### Stored items
++++++
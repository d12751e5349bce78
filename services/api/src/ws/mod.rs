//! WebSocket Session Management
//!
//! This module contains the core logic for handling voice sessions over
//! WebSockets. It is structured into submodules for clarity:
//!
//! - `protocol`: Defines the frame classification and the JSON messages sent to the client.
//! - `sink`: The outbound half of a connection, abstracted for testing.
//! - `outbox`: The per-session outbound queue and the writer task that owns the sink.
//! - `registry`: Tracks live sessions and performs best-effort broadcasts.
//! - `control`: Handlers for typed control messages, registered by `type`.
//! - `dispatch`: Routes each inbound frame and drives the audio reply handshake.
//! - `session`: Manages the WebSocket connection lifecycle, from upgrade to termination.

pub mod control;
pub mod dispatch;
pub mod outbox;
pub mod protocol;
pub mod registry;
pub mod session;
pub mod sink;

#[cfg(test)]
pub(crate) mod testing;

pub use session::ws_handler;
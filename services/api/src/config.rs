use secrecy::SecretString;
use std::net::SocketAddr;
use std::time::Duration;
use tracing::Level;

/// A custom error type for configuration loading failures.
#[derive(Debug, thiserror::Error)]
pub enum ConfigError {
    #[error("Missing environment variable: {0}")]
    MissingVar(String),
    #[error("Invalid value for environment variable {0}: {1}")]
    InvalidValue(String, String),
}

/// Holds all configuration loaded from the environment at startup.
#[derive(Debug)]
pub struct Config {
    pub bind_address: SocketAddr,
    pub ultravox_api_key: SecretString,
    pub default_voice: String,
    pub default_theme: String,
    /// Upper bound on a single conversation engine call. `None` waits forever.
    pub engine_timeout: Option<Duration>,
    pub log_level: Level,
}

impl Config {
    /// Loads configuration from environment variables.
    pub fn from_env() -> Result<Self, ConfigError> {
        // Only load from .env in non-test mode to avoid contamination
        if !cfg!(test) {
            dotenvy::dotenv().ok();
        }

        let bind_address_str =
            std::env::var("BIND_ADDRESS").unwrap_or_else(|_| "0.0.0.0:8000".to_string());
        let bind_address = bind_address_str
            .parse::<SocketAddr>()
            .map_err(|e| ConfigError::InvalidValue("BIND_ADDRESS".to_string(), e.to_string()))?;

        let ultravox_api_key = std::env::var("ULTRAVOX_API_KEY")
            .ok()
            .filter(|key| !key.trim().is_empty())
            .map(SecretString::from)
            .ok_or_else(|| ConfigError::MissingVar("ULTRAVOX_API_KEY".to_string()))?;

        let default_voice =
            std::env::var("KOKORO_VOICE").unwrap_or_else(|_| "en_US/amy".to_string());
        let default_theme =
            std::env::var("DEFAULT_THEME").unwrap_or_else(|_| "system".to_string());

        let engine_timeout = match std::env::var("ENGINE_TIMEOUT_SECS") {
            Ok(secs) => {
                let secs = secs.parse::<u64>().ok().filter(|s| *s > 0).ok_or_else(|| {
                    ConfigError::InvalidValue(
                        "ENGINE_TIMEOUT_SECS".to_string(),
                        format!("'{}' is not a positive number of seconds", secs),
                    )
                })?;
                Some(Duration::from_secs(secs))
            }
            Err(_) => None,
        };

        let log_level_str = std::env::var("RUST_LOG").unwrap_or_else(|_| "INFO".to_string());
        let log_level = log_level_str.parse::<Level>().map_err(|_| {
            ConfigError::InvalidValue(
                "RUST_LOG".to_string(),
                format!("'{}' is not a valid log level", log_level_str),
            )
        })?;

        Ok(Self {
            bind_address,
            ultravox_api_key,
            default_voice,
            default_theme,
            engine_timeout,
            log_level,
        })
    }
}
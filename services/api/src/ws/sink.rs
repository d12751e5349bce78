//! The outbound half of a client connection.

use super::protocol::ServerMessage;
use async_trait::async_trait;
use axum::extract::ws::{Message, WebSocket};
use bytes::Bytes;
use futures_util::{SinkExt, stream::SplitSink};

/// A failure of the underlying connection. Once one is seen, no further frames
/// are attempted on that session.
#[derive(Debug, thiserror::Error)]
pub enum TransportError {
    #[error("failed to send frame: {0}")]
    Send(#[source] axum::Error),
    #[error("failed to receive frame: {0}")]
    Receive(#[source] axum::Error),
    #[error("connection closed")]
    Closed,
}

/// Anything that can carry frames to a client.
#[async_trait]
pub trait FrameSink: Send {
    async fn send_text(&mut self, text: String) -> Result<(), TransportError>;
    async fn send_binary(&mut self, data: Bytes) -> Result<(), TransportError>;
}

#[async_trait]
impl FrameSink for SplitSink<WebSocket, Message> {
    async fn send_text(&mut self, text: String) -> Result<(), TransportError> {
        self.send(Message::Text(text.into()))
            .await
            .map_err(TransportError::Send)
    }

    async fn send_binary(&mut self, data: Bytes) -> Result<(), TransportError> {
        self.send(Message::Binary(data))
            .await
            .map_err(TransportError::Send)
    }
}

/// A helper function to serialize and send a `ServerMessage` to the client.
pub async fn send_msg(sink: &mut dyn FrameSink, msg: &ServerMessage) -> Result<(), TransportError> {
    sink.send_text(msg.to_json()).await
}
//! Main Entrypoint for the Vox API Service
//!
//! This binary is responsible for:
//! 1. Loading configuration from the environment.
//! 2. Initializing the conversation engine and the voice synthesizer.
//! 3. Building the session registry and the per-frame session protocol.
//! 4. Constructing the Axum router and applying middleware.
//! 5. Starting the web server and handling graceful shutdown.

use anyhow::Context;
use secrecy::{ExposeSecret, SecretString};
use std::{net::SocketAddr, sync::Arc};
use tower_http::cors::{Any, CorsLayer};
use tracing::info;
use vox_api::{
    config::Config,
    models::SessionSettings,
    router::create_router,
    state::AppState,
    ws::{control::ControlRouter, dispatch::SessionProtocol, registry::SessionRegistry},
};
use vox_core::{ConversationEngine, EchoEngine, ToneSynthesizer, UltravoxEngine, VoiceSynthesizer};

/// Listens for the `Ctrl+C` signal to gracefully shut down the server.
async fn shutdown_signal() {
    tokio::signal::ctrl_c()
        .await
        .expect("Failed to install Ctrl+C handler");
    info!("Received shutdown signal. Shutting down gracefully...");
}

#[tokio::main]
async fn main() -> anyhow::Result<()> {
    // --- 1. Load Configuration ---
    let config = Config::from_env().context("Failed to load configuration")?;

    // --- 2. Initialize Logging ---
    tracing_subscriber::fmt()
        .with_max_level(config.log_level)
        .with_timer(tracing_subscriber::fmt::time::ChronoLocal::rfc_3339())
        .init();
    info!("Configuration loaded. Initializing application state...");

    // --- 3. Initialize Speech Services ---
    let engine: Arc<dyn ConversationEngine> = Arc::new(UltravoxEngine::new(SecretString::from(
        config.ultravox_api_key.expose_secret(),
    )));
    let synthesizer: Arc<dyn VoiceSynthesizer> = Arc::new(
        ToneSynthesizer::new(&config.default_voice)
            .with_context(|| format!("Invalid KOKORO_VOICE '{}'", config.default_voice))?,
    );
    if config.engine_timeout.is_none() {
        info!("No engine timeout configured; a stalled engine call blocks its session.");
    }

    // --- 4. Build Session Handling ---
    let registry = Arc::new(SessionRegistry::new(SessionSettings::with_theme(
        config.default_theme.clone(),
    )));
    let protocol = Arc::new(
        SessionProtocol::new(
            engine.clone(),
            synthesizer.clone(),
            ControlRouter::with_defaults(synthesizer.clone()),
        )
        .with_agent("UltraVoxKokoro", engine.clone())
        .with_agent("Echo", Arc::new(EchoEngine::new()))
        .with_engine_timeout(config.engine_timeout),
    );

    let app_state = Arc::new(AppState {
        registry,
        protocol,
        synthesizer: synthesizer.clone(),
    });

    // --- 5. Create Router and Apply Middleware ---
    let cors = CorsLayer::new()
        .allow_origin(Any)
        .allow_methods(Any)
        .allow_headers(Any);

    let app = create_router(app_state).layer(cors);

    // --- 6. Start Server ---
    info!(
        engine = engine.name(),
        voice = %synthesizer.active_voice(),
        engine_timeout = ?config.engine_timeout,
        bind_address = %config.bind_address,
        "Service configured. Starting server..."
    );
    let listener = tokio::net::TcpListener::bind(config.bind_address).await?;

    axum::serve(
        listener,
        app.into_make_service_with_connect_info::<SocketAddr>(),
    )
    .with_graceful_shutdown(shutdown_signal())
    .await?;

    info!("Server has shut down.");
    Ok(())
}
++++++
In the records above, each line with the string "half" should be copied.

### ANSWER SPACE
//! - `sink`: The outbound half of a connection, abstracted for testing.
//! The outbound half of a client connection.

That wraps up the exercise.